Хлыстовские корабли – название отдельных общин мистической секты «хлысты». Появление этой секты большинство ученых относят к 1645 г. Основателем ее называют Данила Филиппова (костромского жителя). Хлыстовцы отрицают иконопочитание, Библию, православное духовенство и всю обрядность православной церкви.

7

Горемыкин И. Л. – первый министр внутренних дел, назначенный Николаем II (1895-1899). После отставки Витте назначается председателем Совета Министров в апреле 1906 г. Его декларационная речь в 1-й Государственной Думе вызвала резко отрицательное отношение со стороны последней. I Дума была распущена, а Г. подал в отставку. В январе 1914 г. снова назначен председателем Совета министров. Во время войны вел борьбу с Думой, выполняя волю кружка, возглавлявшегося Александрой Федоровной и Распутиным. В январе 1916 г. был заменен Б. В. Штюрмером.

8

Штюрмер Б. В. – новгородский губернатор (1894 г.), ярославский губернатор (с 1896 г.). Член Государственного Совета с 1904 г.

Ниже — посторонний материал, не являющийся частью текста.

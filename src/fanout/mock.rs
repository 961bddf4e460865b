//! Recording sinks for tests.

use std::sync::atomic::{AtomicBool, AtomicUsize, Ordering};
use std::sync::Mutex;

use chrono::{DateTime, Utc};

use super::{CompanionChannel, FanOutError, LiveDisplay, WidgetHost};
use crate::types::CompanionMessage;

/// Widget host that counts reload requests.
#[derive(Debug, Default)]
pub struct MockWidgetHost {
    reloads: AtomicUsize,
    should_fail: AtomicBool,
}

impl MockWidgetHost {
    #[must_use]
    pub fn new() -> Self {
        Self::default()
    }

    pub fn set_should_fail(&self, should_fail: bool) {
        self.should_fail.store(should_fail, Ordering::SeqCst);
    }

    #[must_use]
    pub fn reload_count(&self) -> usize {
        self.reloads.load(Ordering::SeqCst)
    }
}

impl WidgetHost for MockWidgetHost {
    async fn reload_all_timelines(&self) -> Result<(), FanOutError> {
        if self.should_fail.load(Ordering::SeqCst) {
            return Err(FanOutError::Widget("simulated failure".to_string()));
        }
        self.reloads.fetch_add(1, Ordering::SeqCst);
        Ok(())
    }
}

/// A call made on [`MockLiveDisplay`].
#[derive(Debug, Clone, PartialEq, Eq)]
pub enum LiveDisplayCall {
    Start(DateTime<Utc>),
    EndAll,
}

/// Live display that records successful calls.
#[derive(Debug)]
pub struct MockLiveDisplay {
    calls: Mutex<Vec<LiveDisplayCall>>,
    enabled: AtomicBool,
    should_fail_start: AtomicBool,
    should_fail_end: AtomicBool,
}

impl Default for MockLiveDisplay {
    fn default() -> Self {
        Self::new()
    }
}

impl MockLiveDisplay {
    #[must_use]
    pub fn new() -> Self {
        Self {
            calls: Mutex::new(Vec::new()),
            enabled: AtomicBool::new(true),
            should_fail_start: AtomicBool::new(false),
            should_fail_end: AtomicBool::new(false),
        }
    }

    pub fn set_enabled(&self, enabled: bool) {
        self.enabled.store(enabled, Ordering::SeqCst);
    }

    pub fn set_should_fail_start(&self, should_fail: bool) {
        self.should_fail_start.store(should_fail, Ordering::SeqCst);
    }

    pub fn set_should_fail_end(&self, should_fail: bool) {
        self.should_fail_end.store(should_fail, Ordering::SeqCst);
    }

    #[must_use]
    pub fn calls(&self) -> Vec<LiveDisplayCall> {
        self.calls.lock().unwrap().clone()
    }

    /// End instant of the display that would currently be visible.
    #[must_use]
    pub fn active_end_date(&self) -> Option<DateTime<Utc>> {
        match self.calls.lock().unwrap().last() {
            Some(LiveDisplayCall::Start(end_date)) => Some(*end_date),
            _ => None,
        }
    }
}

impl LiveDisplay for MockLiveDisplay {
    async fn start(&self, end_date: DateTime<Utc>) -> Result<(), FanOutError> {
        if self.should_fail_start.load(Ordering::SeqCst) {
            return Err(FanOutError::LiveDisplay("simulated failure".to_string()));
        }
        self.calls.lock().unwrap().push(LiveDisplayCall::Start(end_date));
        Ok(())
    }

    async fn end_all(&self) -> Result<(), FanOutError> {
        if self.should_fail_end.load(Ordering::SeqCst) {
            return Err(FanOutError::LiveDisplay("simulated failure".to_string()));
        }
        self.calls.lock().unwrap().push(LiveDisplayCall::EndAll);
        Ok(())
    }

    fn is_enabled(&self) -> bool {
        self.enabled.load(Ordering::SeqCst)
    }
}

/// Companion channel that keeps every pushed message.
#[derive(Debug)]
pub struct MockCompanionChannel {
    messages: Mutex<Vec<CompanionMessage>>,
    reachable: AtomicBool,
}

impl Default for MockCompanionChannel {
    fn default() -> Self {
        Self::new()
    }
}

impl MockCompanionChannel {
    #[must_use]
    pub fn new() -> Self {
        Self {
            messages: Mutex::new(Vec::new()),
            reachable: AtomicBool::new(true),
        }
    }

    pub fn set_reachable(&self, reachable: bool) {
        self.reachable.store(reachable, Ordering::SeqCst);
    }

    #[must_use]
    pub fn messages(&self) -> Vec<CompanionMessage> {
        self.messages.lock().unwrap().clone()
    }
}

impl CompanionChannel for MockCompanionChannel {
    async fn push(&self, message: &CompanionMessage) -> Result<(), FanOutError> {
        if !self.reachable.load(Ordering::SeqCst) {
            return Err(FanOutError::CompanionUnreachable);
        }
        self.messages.lock().unwrap().push(message.clone());
        Ok(())
    }
}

Сблизившись с Распутиным и Александрой Федоровной, был выдвинут вместо Горемыкина в председатели Совета министров (январь – ноябрь 1916 г); назначен затем м-ром внутр. дел (март – июль 1916 г.) и, наконец (июль – ноябрь 1916 г.), м-ром иностр. дел; после разоблачений в Думе германофильской политики Штюрмера Николай вынужден был снять его с поста предс. Сов. м-ров.

9

Митрополит Питирим – б. экзарх Грузии; с 23/XI 1915 г. митрополит Петербургский и Ладожский. Чл. Синода. Получил петербургскую митрополию благодаря поддержке Распутина. При содействии Распутина Питирим стал пользоваться влиянием при царском дворе и оказывать давление на назначение м-ров. При помощи П. получил пост премьер-м-ра Б. В. Штюрмер.

10

Саблер В. К. – доцент по кафедре уголовного судопроизводства в Моск. ун-те (1871-1873). Состоял при вел. кн. Екатерине Михайловне. Юрисконсульт Синода. Товар. обер-прокурора Синода. После манифеста 17 октября 1905 г. вынужден был, вслед за Победоносцевым, оставить эту должность и был назначен сенатором. При Столыпине был назначен обер-прокурором Синода (до 1915 г.). Во время войны переменил фамилию и стал называться Десятовский.

11

Вырубова А. А. – урожд. Танеева. В 1904 г. стала фрейлиной царского двора. Фаворитка Николая и любимица Александры Федоровны. Имела большое влияние на политику царского правительства последних лет, выполняя волю «друга» Распутина. В ее доме происходили свидания Александры Федоровны с Распутиным. (См.: Вырубова А. А. Страницы моей жизни.).